Le Mac Thuan, deputy general director of Vinatex, said that enterprises in the domestic garment industry in 2023 are impacted by the decline in global demand.

However, businesses with customers in the US market will recover faster, while the European market still has difficulty, Thuan said.

Than Duc Viet, general director of Garment 10 Corporation, said his enterprise's advantage is shirts, but in 2023, the export of this item suffered the most damage.

According to him, shirts accounted for 60% of Garment 10's export volume in previous years, but now it only accounts for 39%. The business has to receive orders of pants, polo shirts, and T-shirts.

So, to achieve the targets, businesses in the textile and garment industry are required to seize opportunities to enhance production and business in the last quarter. That would also create momentum for production and business plans in 2024.

Vietnamese garment, textile companies struggle for market share ảnh 2Vietnamese garment products are introduced to international buyers. (Photo: VietnamPlus)

Regarding the fibre industry, Tran Huu Phong, chairman of Vinatex Phu Hung JSC, said in the last months of 2023, the fibre industry will not improve. Businesses face multiple challenges, including the high cost of inputs from increasing electricity prices to high interest rates and high raw material prices.

“Currently, the price of Phu Hung's cotton inventory is relatively high as we have to import raw materials at high prices. When the market changes quickly, customers still cancel orders even though the deals have been signed. Phu Hung had to reduce prices a lot,” Phong shared.

Assessing Vietnam's textile and garment export market, the representative from Vinatex said that exports peaked at 4.06 billion USD in August and decreased in September. However, exports to the US and China markets increased by 2% and 11% respectively over the same period.

Specifically, for the garment industry, in the fourth quarter of 2023, the majority of Vinatex's affiliated businesses have fewer orders than usual but there are signs of more discussions on orders from customers.

The question now for the textile and garment enterprises is marketing work and labour productivity.

As for the fibre industry, the price of cotton in the third and fourth quarter of 2023 is currently approaching the market price and is lower than the price the first six months of the year. 

Meanwhile, Tran Thi Kim Chi, general director of Phu Bai Fiber JSC, said that fibre production in the coming time must be calculated carefully. Excessive raw material inventory and a high price of input material put a lot of pressure on the yarn production businesses.

Phu Bai is also greatly affected by exchange rates and reduced profits, but it realizes the need to continue to produce high-quality yarn, reduce costs, and select quality customers. The company follows the market closely to increase the production of products that the market needs, Chi said.

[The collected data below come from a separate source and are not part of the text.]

use std::time::Duration;

use hdrhistogram::Histogram;
use tracing::{debug, info, warn};
use tracing_subscriber::EnvFilter;

/// Install the global fmt subscriber. Returns `false` when one was already installed.
pub fn init_tracing(default_filter: &str) -> bool {
    let filter = EnvFilter::try_from_default_env()
        .unwrap_or_else(|_| EnvFilter::new(default_filter));
    match tracing_subscriber::fmt()
        .with_env_filter(filter)
        .compact()
        .try_init()
    {
        Ok(()) => true,
        Err(err) => {
            debug!(%err, "tracing subscriber already installed, keeping it");
            false
        }
    }
}

#[cfg(feature = "metrics-exporter")]
pub fn init_metrics(port: u16) -> anyhow::Result<()> {
    use metrics_exporter_prometheus::PrometheusBuilder;

    PrometheusBuilder::new()
        .with_http_listener(([0, 0, 0, 0], port))
        .install()?;

    info!(port, "prometheus exporter listening on /metrics");
    metrics::gauge!("depthx_up").set(1.0);
    Ok(())
}

#[cfg(not(feature = "metrics-exporter"))]
pub fn init_metrics(_port: u16) -> anyhow::Result<()> {
    Ok(())
}

/// Microsecond latency histogram for pipeline recomputes.
pub struct LatencyRecorder {
    hist: Option<Histogram<u64>>,
}

impl LatencyRecorder {
    pub fn new() -> Self {
        // up to 10s in us
        let hist = match Histogram::new_with_bounds(1, 10_000_000, 3) {
            Ok(h) => Some(h),
            Err(e) => {
                warn!(error = %e, "latency histogram disabled");
                None
            }
        };
        Self { hist }
    }

    pub fn record(&mut self, elapsed: Duration) {
        if let Some(h) = self.hist.as_mut() {
            h.saturating_record((elapsed.as_micros() as u64).max(1));
        }
    }

    pub fn count(&self) -> u64 {
        self.hist.as_ref().map_or(0, |h| h.len())
    }

    /// (p50, p99, max) in microseconds.
    pub fn percentiles(&self) -> Option<(u64, u64, u64)> {
        let h = self.hist.as_ref().filter(|h| !h.is_empty())?;
        Some((h.value_at_quantile(0.50), h.value_at_quantile(0.99), h.max()))
    }

    pub fn log_summary(&self, what: &str) {
        match self.percentiles() {
            Some((p50, p99, max)) => {
                info!(what, count = self.count(), p50_us = p50, p99_us = p99, max_us = max, "latency summary")
            }
            None => info!(what, "no latency samples"),
        }
    }
}

impl Default for LatencyRecorder {
    fn default() -> Self {
        Self::new()
    }
}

Vietnamese garment, textile companies struggle for market share ảnh 3Vietnamese garment products attract customers. (Photo: VietnamPlus)

According to businesses, 2024 will be a year of great competition in price. Furthermore, customers will have few orders but require fast delivery, high product complexity, diversification of designs, and strict quality.

Along with that, customers are very interested in product quality and choose businesses to sign long-term cooperation agreements.

Nguyen Xuan Duong, chairman of Hung Yen Garment Corporation, said

businesses need to invest in automation, improve the capacity of workers, and reduce the cost of capital management./.